C'est incontestablement avec la presse people qu'on a connu le plus de procès. « Cette presse, en moins de deux ans d'existence au Sénégal, a battu tous les records en matière de procès »120(*). Vu le créneau qu'elle entend investir, ce record a de beaux jours devant lui. D'autant que la plupart des patrons de cette nouvelle presse l'attribuent au risque du métier donc normal en soi.
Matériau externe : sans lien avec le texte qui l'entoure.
use std::io;
use std::time::{Duration, Instant};

use crossterm::{
    event::{self, KeyCode, KeyEvent, KeyEventKind},
    execute,
    terminal::{EnterAlternateScreen, LeaveAlternateScreen, disable_raw_mode, enable_raw_mode},
};
use ouroboros::{
    Direction, EndReason, FrameView, HighScoreStore, Mode, Phase, Session, SessionConfig,
};
use ratatui::{
    Frame, Terminal,
    backend::{Backend, CrosstermBackend},
    layout::{Constraint, Direction as LayoutDirection, Layout},
    style::{Color, Modifier, Style},
    text::{Line, Span},
    widgets::Paragraph,
};
use tracing::debug;

use super::finish_session;

/// What a key press asks of the session.
#[derive(Debug, Clone, Copy, PartialEq, Eq)]
enum KeyAction {
    Steer(Direction),
    Quit,
}

fn key_action(code: KeyCode) -> Option<KeyAction> {
    match code {
        KeyCode::Esc | KeyCode::Char('q') | KeyCode::Char('Q') => Some(KeyAction::Quit),
        KeyCode::Left | KeyCode::Char('a') | KeyCode::Char('A') => {
            Some(KeyAction::Steer(Direction::Left))
        }
        KeyCode::Right | KeyCode::Char('d') | KeyCode::Char('D') => {
            Some(KeyAction::Steer(Direction::Right))
        }
        KeyCode::Up | KeyCode::Char('w') | KeyCode::Char('W') => {
            Some(KeyAction::Steer(Direction::Up))
        }
        KeyCode::Down | KeyCode::Char('s') | KeyCode::Char('S') => {
            Some(KeyAction::Steer(Direction::Down))
        }
        _ => None,
    }
}

fn menu_choice(code: KeyCode) -> Option<Option<Mode>> {
    match code {
        KeyCode::Char('1') => Some(Some(Mode::Human)),
        KeyCode::Char('2') => Some(Some(Mode::Autonomous)),
        KeyCode::Esc | KeyCode::Char('q') => Some(None),
        _ => None,
    }
}

pub(super) fn run_play(
    config: SessionConfig,
    mode: Option<Mode>,
    store: HighScoreStore,
) -> Result<(), String> {
    let high_score = store.load_high_score();
    let frame = Duration::from_millis(config.frame_ms.max(1));
    let mut session = Session::new(config).map_err(|e| e.to_string())?;

    enable_raw_mode().map_err(|e| e.to_string())?;
    let mut stdout = io::stdout();
    if let Err(err) = execute!(stdout, EnterAlternateScreen) {
        let _ = disable_raw_mode();
        return Err(err.to_string());
    }
    let mut terminal = match Terminal::new(CrosstermBackend::new(stdout)) {
        Ok(terminal) => terminal,
        Err(err) => {
            let _ = execute!(io::stdout(), LeaveAlternateScreen);
            let _ = disable_raw_mode();
            return Err(err.to_string());
        }
    };

    let res = run_app(&mut terminal, &mut session, mode, high_score, frame);
    let restored = restore_terminal(&mut terminal);

    res.map_err(|e| e.to_string())?;
    restored.map_err(|e| e.to_string())?;
    if session.phase() == Phase::Menu {
        // Left from the menu; nothing was played.
        return Ok(());
    }
    finish_session(&session, &store, high_score, false)
}

/// Runs every restore step, then reports the first failure.
fn restore_terminal(terminal: &mut Terminal<CrosstermBackend<io::Stdout>>) -> io::Result<()> {
    let raw = disable_raw_mode();
    let screen = execute!(terminal.backend_mut(), LeaveAlternateScreen);
    let cursor = terminal.show_cursor();
    first_failure([raw, screen, cursor])
}

fn first_failure(steps: impl IntoIterator<Item = io::Result<()>>) -> io::Result<()> {
    steps.into_iter().find(Result::is_err).unwrap_or(Ok(()))
}

/// Deaths keep the final frame up until a key press; a quit leaves at once.
fn holds_final_frame(phase: Phase) -> bool {
    matches!(
        phase,
        Phase::Terminated(EndReason::Collision) | Phase::Terminated(EndReason::GridFull)
    )
}

fn run_app<B: Backend>(
    terminal: &mut Terminal<B>,
    session: &mut Session,
    mode: Option<Mode>,
    high_score: u32,
    frame: Duration,
) -> io::Result<()> {
    let mode = match mode {
        Some(mode) => mode,
        None => match pick_mode(terminal)? {
            Some(mode) => mode,
            None => return Ok(()),
        },
    };

    let clock = Instant::now();
    let now_ms = || clock.elapsed().as_millis() as u64;
    session.start(mode, now_ms());

    let mut last_frame = Instant::now();
    loop {
        if let Some(tick) = session.update(now_ms()) {
            debug!(tick = tick.tick, outcome = ?tick.outcome, "frame advanced snake");
        }

        let view = session.view(high_score.max(session.score()));
        terminal.draw(|f| draw_frame(f, &view))?;
        if session.is_over() {
            if holds_final_frame(session.phase()) {
                wait_for_key()?;
            }
            return Ok(());
        }

        let timeout = frame
            .checked_sub(last_frame.elapsed())
            .unwrap_or(Duration::ZERO);
        if event::poll(timeout)? {
            if let event::Event::Key(key) = event::read()? {
                handle_key(session, key);
            }
        }
        if last_frame.elapsed() >= frame {
            last_frame = Instant::now();
        }
    }
}

fn handle_key(session: &mut Session, key: KeyEvent) {
    if key.kind != KeyEventKind::Press {
        return;
    }
    match key_action(key.code) {
        Some(KeyAction::Quit) => session.quit(),
        Some(KeyAction::Steer(direction)) => {
            if !session.queue_move(direction) {
                debug!(%direction, "input ignored");
            }
        }
        None => {}
    }
}

fn wait_for_key() -> io::Result<()> {
    loop {
        if let event::Event::Key(key) = event::read()? {
            if key.kind == KeyEventKind::Press {
                return Ok(());
            }
        }
    }
}

fn pick_mode<B: Backend>(terminal: &mut Terminal<B>) -> io::Result<Option<Mode>> {
    loop {
        terminal.draw(draw_menu)?;
        if let event::Event::Key(key) = event::read()? {
            if key.kind != KeyEventKind::Press {
                continue;
            }
            if let Some(choice) = menu_choice(key.code) {
                return Ok(choice);
            }
        }
    }
}

fn draw_menu(f: &mut Frame) {
    let text = vec![
        Line::from(Span::styled(
            "OUROBOROS",
            Style::default().add_modifier(Modifier::BOLD),
        )),
        Line::from(""),
        Line::from("1 - Human | 2 - AI"),
        Line::from(""),
        Line::from("W/A/S/D or arrows to steer, Esc or q to quit"),
    ];
    f.render_widget(Paragraph::new(text), f.area());
}

fn draw_frame(f: &mut Frame, view: &FrameView) {
    let chunks = Layout::default()
        .direction(LayoutDirection::Vertical)
        .constraints([Constraint::Length(1), Constraint::Min(0)])
        .split(f.area());

    let (hud, hud_style) = if view.over {
        (
            format!("{} (press any key)", view.hud()),
            Style::default().fg(Color::Red).add_modifier(Modifier::REVERSED),
        )
    } else {
        (view.hud(), Style::default().add_modifier(Modifier::REVERSED))
    };
    f.render_widget(Paragraph::new(Span::styled(hud, hud_style)), chunks[0]);

    let text: Vec<Line> = view
        .rows()
        .into_iter()
        .map(|row| Line::from(Span::raw(row)))
        .collect();
    f.render_widget(
        Paragraph::new(text).style(Style::default().fg(Color::White).bg(Color::Black)),
        chunks[1],
    );
}

#[cfg(test)]
mod tests {
    use super::*;
    use crossterm::event::KeyModifiers;
    use ouroboros::Strategy;
    use ratatui::backend::TestBackend;

    fn human_session() -> Session {
        let config = SessionConfig {
            width: 10,
            height: 6,
            seed: Some(5),
            mode: Mode::Human,
            strategy: Strategy::Smarter,
            ..SessionConfig::default()
        };
        let mut session = Session::new(config).unwrap();
        session.start(Mode::Human, 0);
        session
    }

    #[test]
    fn wasd_and_arrows_steer() {
        assert_eq!(
            key_action(KeyCode::Char('w')),
            Some(KeyAction::Steer(Direction::Up))
        );
        assert_eq!(
            key_action(KeyCode::Left),
            Some(KeyAction::Steer(Direction::Left))
        );
        assert_eq!(
            key_action(KeyCode::Char('S')),
            Some(KeyAction::Steer(Direction::Down))
        );
        assert_eq!(key_action(KeyCode::Esc), Some(KeyAction::Quit));
        assert_eq!(key_action(KeyCode::Char('x')), None);
    }

    #[test]
    fn menu_keys_pick_a_mode() {
        assert_eq!(menu_choice(KeyCode::Char('1')), Some(Some(Mode::Human)));
        assert_eq!(
            menu_choice(KeyCode::Char('2')),
            Some(Some(Mode::Autonomous))
        );
        assert_eq!(menu_choice(KeyCode::Esc), Some(None));
        assert_eq!(menu_choice(KeyCode::Char('3')), None);
    }

    #[test]
    fn key_presses_reach_the_session() {
        let mut session = human_session();
        handle_key(
            &mut session,
            KeyEvent::new(KeyCode::Char('w'), KeyModifiers::NONE),
        );
        assert_eq!(session.snake().pending_moves().len(), 1);

        handle_key(&mut session, KeyEvent::new(KeyCode::Esc, KeyModifiers::NONE));
        assert!(session.is_over());
    }

    #[test]
    fn frame_draws_hud_and_grid() {
        let session = human_session();
        let view = session.view(9);
        let mut terminal = Terminal::new(TestBackend::new(20, 8)).unwrap();
        terminal.draw(|f| draw_frame(f, &view)).unwrap();

        let buffer = terminal.backend().buffer();
        let hud: String = (0..6).map(|x| buffer[(x, 0)].symbol().to_string()).collect();
        assert_eq!(hud, "Score:");

        let head = session.snake().head();
        let glyph = buffer[(head.x as u16, head.y as u16 + 1)].symbol().to_string();
        assert_eq!(glyph, "@");
    }

    #[test]
    fn restore_reports_the_first_failure_after_every_step() {
        let steps = [
            Ok(()),
            Err(io::Error::new(io::ErrorKind::Other, "leave screen")),
            Err(io::Error::new(io::ErrorKind::Interrupted, "show cursor")),
        ];
        let err = first_failure(steps).unwrap_err();
        assert_eq!(err.kind(), io::ErrorKind::Other);
        assert!(first_failure([Ok(()), Ok(()), Ok(())]).is_ok());
    }

    #[test]
    fn deaths_hold_the_final_frame_but_quitting_does_not() {
        assert!(holds_final_frame(Phase::Terminated(EndReason::Collision)));
        assert!(holds_final_frame(Phase::Terminated(EndReason::GridFull)));
        assert!(!holds_final_frame(Phase::Terminated(EndReason::Quit)));
        assert!(!holds_final_frame(Phase::Running));
    }

    #[test]
    fn game_over_frame_asks_for_a_key() {
        let session = human_session();
        let mut view = session.view(0);
        view.over = true;
        let mut terminal = Terminal::new(TestBackend::new(80, 8)).unwrap();
        terminal.draw(|f| draw_frame(f, &view)).unwrap();

        let buffer = terminal.backend().buffer();
        let hud: String = (0..80).map(|x| buffer[(x, 0)].symbol().to_string()).collect();
        assert!(hud.contains("GAME OVER (press any key)"));
    }
}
Intéressons-nous d'abord au journal Frasques quotidiennes. La rubrique `Fric-Frac' y occupe habituellement deux pages (6 et 7 en général). Ici, il s'agit principalement de l'actualité des faits divers, de comptes rendus d'audiences de tribunaux .... Dans cette rubrique, les titres son évocateurs et donnent d'emblée une orientation à l'aspect people de ce journal. Ainsi, on peut lire dans le numéro du lundi 10 septembre 2001 : « La pute est formelle: Khaly Diop et Cogne Diop ont tiré gratis » ou encore : « Au cours d'un voyage au septième ciel, le vieillard lubrique passe dans l'autre monde », paru dans la livraison du mercredi 2 janvier 2002. Cette titraille a certes un but incitatif, mais le plus souvent elle n'exagère en rien le contenu de l'article qui lui est particulièrement fidèle. Pour le montrer, nous commencerons avec une histoire rapportée par le journal dans son numéro du 16 juillet 2004. Elle narre les aventures nocturnes d'un « Monsieur respectable », conseiller dans les hautes sphères de l'Etat. Alors qu'il rentrait de voyage, ce dernier fut appelé vers 1 heure du matin par un ami étranger qui était de passage à Dakar. Un pote de très longue date en escale dans la capitale sénégalaise qui devait retourner dans son pays mais tenait à voir son ancien ami avant de prendre l'avion au petit matin. Rendez-vous fut donc pris dans un repaire de la « jet-set dakaroise ». Mais les deux amis ignoraient qu'un reporter armé d'un appareil photo rodait dans les parages et épiait leurs moindres mouvements. Le lendemain qu'elle n'a été la surprise du concerné quand il découvrit en pleine page du journal Frasques, une photo légendée comme suit : « dokh katt goudi you bagna fègn » (ces noctambules qui se cachent). Visiblement, le monsieur en question n'avait rien n'à se reprocher. Mais une photo prise dans ce contexte avec une telle illustration aurait pu provoquer une scène de ménage. Heureusement pour lui que sa femme, avertie de sa sortie, avait compris, sinon son mariage aurait pu être compromis. Soulignons aussi cet article titré « Woup Satieye ! » (Au voleur !) paru dans le numéro du jeudi 30 mai 2002 (toujours dans le même journal). Il relatait l'affaire du vol présumé de bijoux attribué au footballeur Khalilou Fadiga lors de la dernière coupe du monde en Corée. La Une est illustrée par la photo du joueur sénégalais. Le vol n'avait pas encore était prouvé que le journal s'empressait de présenter « un coupable ».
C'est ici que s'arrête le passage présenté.